English equivalent of Greek "στο πτυχίο"
Solution 1:
To summarize what has only been noted in comments, educational systems vary by locale, so what is familiar in England may not be applicable in Scotland, what applies in New Zealand may not in Australia, and so on and so forth.
In the U.S., one typically needs to pass 120–130 semester units of coursework over four years to earn a baccalaureate, but you cannot arbitrarily pick those courses. For a typical example, undergraduates at the University of California, Berkeley, must complete four sets of requirements: those set by the University of California system, those set by the Berkeley campus, those set by their college/faculty/school, and those set by the department or its major/concentration program.

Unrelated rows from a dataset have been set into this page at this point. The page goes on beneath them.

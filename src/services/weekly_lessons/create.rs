use actix_web::{HttpRequest, HttpResponse, Result as ActixResult};
use tracing::info;

use super::WeeklyLessonService;
use crate::models::weekly_lessons::requests::CreateWeeklyLessonRequest;
use crate::models::{ApiResponse, ErrorCode};
use crate::services::respond;
use crate::utils::time::{parse_hhmm, validate_hhmm};

pub async fn create_lesson(
    service: &WeeklyLessonService,
    request: &HttpRequest,
    lesson_data: CreateWeeklyLessonRequest,
) -> ActixResult<HttpResponse> {
    let storage = service.get_storage(request);

    if !(0..=6).contains(&lesson_data.weekday) {
        return Ok(respond::bad_request(
            ErrorCode::BadRequest,
            "Weekday must be between 0 (Sunday) and 6 (Saturday)",
        ));
    }
    if let Err(e) = validate_hhmm(&lesson_data.start_time) {
        return Ok(respond::bad_request(ErrorCode::BadRequest, e));
    }
    if let Err(e) = validate_hhmm(&lesson_data.end_time) {
        return Ok(respond::bad_request(ErrorCode::BadRequest, e));
    }
    if parse_hhmm(&lesson_data.start_time) >= parse_hhmm(&lesson_data.end_time) {
        return Ok(respond::bad_request(
            ErrorCode::BadRequest,
            "Start time must be before end time",
        ));
    }

    match storage.get_class_by_id(lesson_data.class_id).await {
        Ok(Some(_)) => {}
        Ok(None) => {
            return Ok(respond::not_found(
                ErrorCode::ClassNotFound,
                "Class not found",
            ));
        }
        Err(e) => return Ok(respond::internal("Failed to get class", e)),
    }

    match storage.get_teacher_by_id(lesson_data.teacher_id).await {
        Ok(Some(_)) => {}
        Ok(None) => {
            return Ok(respond::not_found(
                ErrorCode::TeacherNotFound,
                "Teacher not found",
            ));
        }
        Err(e) => return Ok(respond::internal("Failed to get teacher", e)),
    }

    // 教师同一时段不能有两节课
    match storage
        .find_teacher_time_conflict(
            lesson_data.teacher_id,
            lesson_data.weekday,
            &lesson_data.start_time,
            &lesson_data.end_time,
        )
        .await
    {
        Ok(Some(_)) => {
            return Ok(respond::bad_request(
                ErrorCode::LessonConflict,
                "The teacher already has a lesson in this time slot",
            ));
        }
        Ok(None) => {}
        Err(e) => return Ok(respond::internal("Failed to check time conflict", e)),
    }

    let lesson = match storage.create_weekly_lesson(&lesson_data).await {
        Ok(lesson) => lesson,
        Err(e) => return Ok(respond::internal("Failed to create weekly lesson", e)),
    };

    // 开课即把教师挂进班级（幂等）
    if let Err(e) = storage
        .add_class_teacher(lesson.class_id, lesson.teacher_id)
        .await
    {
        tracing::warn!("Failed to link teacher to class: {}", e);
    }

    info!("Weekly lesson {} created", lesson.id);
    Ok(HttpResponse::Created().json(ApiResponse::success(
        lesson,
        "Weekly lesson created successfully",
    )))
}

These requirements are not necessarily academic; Colgate requires two units of physical education, Bryn Mawr requires a swim test, and Cornell requires both.
Therefore, it is possible for someone to have passed enough credit hours to earn a degree, but not have fulfilled all the requirements to graduate from the institution
Most programs are designed so that a traditional student can complete the requirements for a bachelor's degree in four years, graduating after your fourth year. In the U.S., the fourth year of university enrollment is your senior year, and so someone who is still a student after four years may be called a super senior, or fifth-year senior, sixth-year senior, etc. This term is informal, although there are a few examples of official usage, and can carry negative connotations of poor academic performance or a lack of discipline. I would employ it with great caution.
Some may draw a distinction between super seniors (those who have not completed a four-year program in four years) and fifth-year seniors (or simply fifth-year students, especially if the institution does not use the traditional freshman, sophomore, et al terminology), those in the final year of a program designed to be five years long, such as the B.Arch, or programs with a co-op year, or if the career is deliberately extended to play sports for the university through a process called redshirting.
Solution 2:
For what is worth, in Italian there is the expression "studente fuori corso" which is exactly what you describe. I have never come across an equivalent expression in British English: the system does not allow for the situation to arise, hence the lack of an equivalent expression.
I wondered if "off-track" might be used in this context - and a quick search led me to this:
https://catalog.asu.edu/glossary
It doesn't seem to completely match, but it seems close enough.